JAKARTA, Radio Bharata Online - Presiden Rusia Vladimir Putin mengatakan dalam pidato darurat yang disiarkan televisi pada Sabtu (24/6), bahwa "pemberontakan bersenjata" oleh kelompok militer swasta Wagner adalah pengkhianatan, dan siapa pun yang mengangkat senjata melawan militer Rusia akan dihukum.

Putin menegaskan akan melakukan segalanya untuk melindungi Rusia, dan bahwa "tindakan tegas" akan diambil untuk menstabilkan situasi di Rostov-on-Don, sebuah kota selatan di mana pemimpin tentara bayaran Wagner, Yevgeny Prigozhin mengatakan bahwa pasukannya telah menguasai semua instalasi militer.

Prigozhin, 62, mengumumkan sebelumnya bahwa para pejuang Wagner-nya telah melintasi perbatasan ke Rostov Rusia dari Ukraina dan bersiap untuk "sepanjang jalan" melawan militer Moskow.

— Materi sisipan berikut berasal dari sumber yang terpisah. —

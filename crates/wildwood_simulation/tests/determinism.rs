//! Тесты детерминизма
//!
//! Симуляция стаи с одинаковым seed даёт идентичные результаты
//! (wander точки, паузы, шаги — всё из DeterministicRng).

use bevy::prelude::*;
use wildwood_simulation::*;

const ENTITY_COUNT: usize = 6;
const TICK_COUNT: usize = 600;

#[test]
fn test_determinism_same_seed() {
    const SEED: u64 = 12345;

    let snapshot1 = run_simulation(SEED);
    let snapshot2 = run_simulation(SEED);

    assert_eq!(
        snapshot1, snapshot2,
        "Симуляция с одинаковым seed ({}) дала разные результаты!",
        SEED
    );
}

#[test]
fn test_determinism_multiple_runs() {
    const SEED: u64 = 42;

    let snapshots: Vec<_> = (0..3).map(|_| run_simulation(SEED)).collect();

    for (i, snapshot) in snapshots.iter().enumerate().skip(1) {
        assert_eq!(
            snapshots[0], *snapshot,
            "Прогон {} дал результат отличный от прогона 0",
            i
        );
    }
}

#[test]
fn test_different_seeds_diverge() {
    // Короткие паузы → за 600 тиков каждый NPC выбирает несколько wander точек
    assert_ne!(run_simulation(1), run_simulation(2));
}

/// Стая без цели + игрок вне радиуса обнаружения; snapshot Transform + AIState
fn run_simulation(seed: u64) -> Vec<u8> {
    let mut app = create_headless_app(seed);
    app.add_plugins(SimulationPlugin);

    let archetype = NpcArchetype {
        name: "Deer".into(),
        health: 30,
        ai: AIConfig {
            min_wander_wait_time: 0.2,
            max_wander_wait_time: 1.0,
            ..Default::default()
        },
        damage: 0,
        attack_rate: 1.0,
        drops: Vec::new(),
    };

    {
        let world = app.world_mut();
        let mut commands = world.commands();
        for i in 0..ENTITY_COUNT {
            let position = Vec3::new(i as f32 * 4.0 - 10.0, 0.0, 0.0);
            spawn_npc(&mut commands, &archetype, position, None);
        }
        world.flush();
    }

    for _ in 0..TICK_COUNT {
        app.update();
    }

    let mut snapshot = world_snapshot::<Transform>(app.world_mut());
    snapshot.extend(world_snapshot::<AIState>(app.world_mut()));
    snapshot
}
//! Sync presentation intent → PresentationSink
//!
//! Sink — граница с движком (animator, renderer, audio). В headless режиме
//! по умолчанию пишет в logger.

use bevy::prelude::*;

use super::{AnimationState, AnimationTrigger, AnimationTriggered, FootstepPlayed, SurfaceColor, SurfaceTint};

/// Контракт presentation слоя (animator + renderers + audio source)
pub trait PresentationSink: Send + Sync + 'static {
    fn set_moving(&mut self, entity: Entity, moving: bool);
    fn set_animation_rate(&mut self, entity: Entity, rate: f32);
    fn trigger(&mut self, entity: Entity, trigger: AnimationTrigger);
    fn set_surface_color(&mut self, entity: Entity, color: SurfaceColor);
    fn play_footstep(&mut self, entity: Entity, clip: u32);
}

/// Default sink: всё в logger (debug level)
#[derive(Debug, Default)]
pub struct LogPresentationSink;

impl PresentationSink for LogPresentationSink {
    fn set_moving(&mut self, entity: Entity, moving: bool) {
        crate::log(&format!("[presentation] {:?} moving={}", entity, moving));
    }

    fn set_animation_rate(&mut self, entity: Entity, rate: f32) {
        crate::log(&format!("[presentation] {:?} animation rate {:.2}", entity, rate));
    }

    fn trigger(&mut self, entity: Entity, trigger: AnimationTrigger) {
        crate::log(&format!("[presentation] {:?} trigger {}", entity, trigger.name()));
    }

    fn set_surface_color(&mut self, entity: Entity, color: SurfaceColor) {
        crate::log(&format!(
            "[presentation] {:?} tint ({:.1}, {:.1}, {:.1})",
            entity, color.r, color.g, color.b
        ));
    }

    fn play_footstep(&mut self, entity: Entity, clip: u32) {
        crate::log(&format!("[presentation] {:?} footstep #{}", entity, clip));
    }
}

/// Resource: активный presentation sink
#[derive(Resource)]
pub struct Presentation(Box<dyn PresentationSink>);

impl Presentation {
    pub fn new(sink: impl PresentationSink) -> Self {
        Self(Box::new(sink))
    }

    pub fn sink(&mut self) -> &mut dyn PresentationSink {
        self.0.as_mut()
    }
}

impl Default for Presentation {
    fn default() -> Self {
        Self::new(LogPresentationSink)
    }
}

/// Система: изменения AnimationState/SurfaceTint + события → sink
pub fn sync_presentation(
    animations: Query<(Entity, Ref<AnimationState>)>,
    tints: Query<(Entity, &SurfaceTint), Changed<SurfaceTint>>,
    mut triggers: EventReader<AnimationTriggered>,
    mut footsteps: EventReader<FootstepPlayed>,
    mut presentation: ResMut<Presentation>,
) {
    let sink = presentation.sink();

    for (entity, animation) in animations.iter() {
        if !animation.is_changed() {
            continue;
        }
        sink.set_moving(entity, animation.moving);
        sink.set_animation_rate(entity, animation.speed_scale);
    }

    for event in triggers.read() {
        sink.trigger(event.entity, event.trigger);
    }

    for (entity, tint) in tints.iter() {
        sink.set_surface_color(entity, tint.color);
    }

    for event in footsteps.read() {
        sink.play_footstep(event.entity, event.clip);
    }
}

#[cfg(test)]
mod tests {
    use super::*;
    use std::sync::{Arc, Mutex};

    #[derive(Debug, Clone, PartialEq)]
    enum Call {
        Moving(bool),
        Rate(f32),
        Trigger(AnimationTrigger),
        Color(SurfaceColor),
        Footstep(u32),
    }

    #[derive(Clone, Default)]
    struct RecordingSink(Arc<Mutex<Vec<Call>>>);

    impl RecordingSink {
        fn take(&self) -> Vec<Call> {
            std::mem::take(&mut *self.0.lock().unwrap())
        }
    }

    impl PresentationSink for RecordingSink {
        fn set_moving(&mut self, _entity: Entity, moving: bool) {
            self.0.lock().unwrap().push(Call::Moving(moving));
        }
        fn set_animation_rate(&mut self, _entity: Entity, rate: f32) {
            self.0.lock().unwrap().push(Call::Rate(rate));
        }
        fn trigger(&mut self, _entity: Entity, trigger: AnimationTrigger) {
            self.0.lock().unwrap().push(Call::Trigger(trigger));
        }
        fn set_surface_color(&mut self, _entity: Entity, color: SurfaceColor) {
            self.0.lock().unwrap().push(Call::Color(color));
        }
        fn play_footstep(&mut self, _entity: Entity, clip: u32) {
            self.0.lock().unwrap().push(Call::Footstep(clip));
        }
    }

    fn app_with(sink: RecordingSink) -> App {
        let mut app = App::new();
        app.add_event::<AnimationTriggered>()
            .add_event::<FootstepPlayed>()
            .insert_resource(Presentation::new(sink))
            .add_systems(Update, sync_presentation);
        app
    }

    #[test]
    fn test_changes_forwarded_once() {
        let sink = RecordingSink::default();
        let mut app = app_with(sink.clone());

        let entity = app
            .world_mut()
            .spawn((AnimationState::default(), SurfaceTint::default()))
            .id();

        app.update();
        assert_eq!(
            sink.take(),
            vec![Call::Moving(false), Call::Rate(1.0), Call::Color(SurfaceColor::WHITE)]
        );

        // Без изменений — тишина
        app.update();
        assert!(sink.take().is_empty());

        app.world_mut().get_mut::<AnimationState>(entity).unwrap().moving = true;
        app.update();
        assert_eq!(sink.take(), vec![Call::Moving(true), Call::Rate(1.0)]);
    }

    #[test]
    fn test_events_forwarded() {
        let sink = RecordingSink::default();
        let mut app = app_with(sink.clone());
        let entity = app.world_mut().spawn_empty().id();

        app.world_mut().send_event(AnimationTriggered {
            entity,
            trigger: AnimationTrigger::Attack,
        });
        app.world_mut().send_event(FootstepPlayed { entity, clip: 2 });
        app.update();

        assert_eq!(
            sink.take(),
            vec![Call::Trigger(AnimationTrigger::Attack), Call::Footstep(2)]
        );
    }
}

Putin memperingatkan bahwa "semua orang yang dengan sengaja melangkah ke jalan pengkhianatan, yang mempersiapkan pemberontakan bersenjata, yang mengambil jalan pemerasan dan metode teroris, akan menderita hukuman yang tak terelakkan, akan bertanggung jawab baik kepada hukum maupun rakyat kita."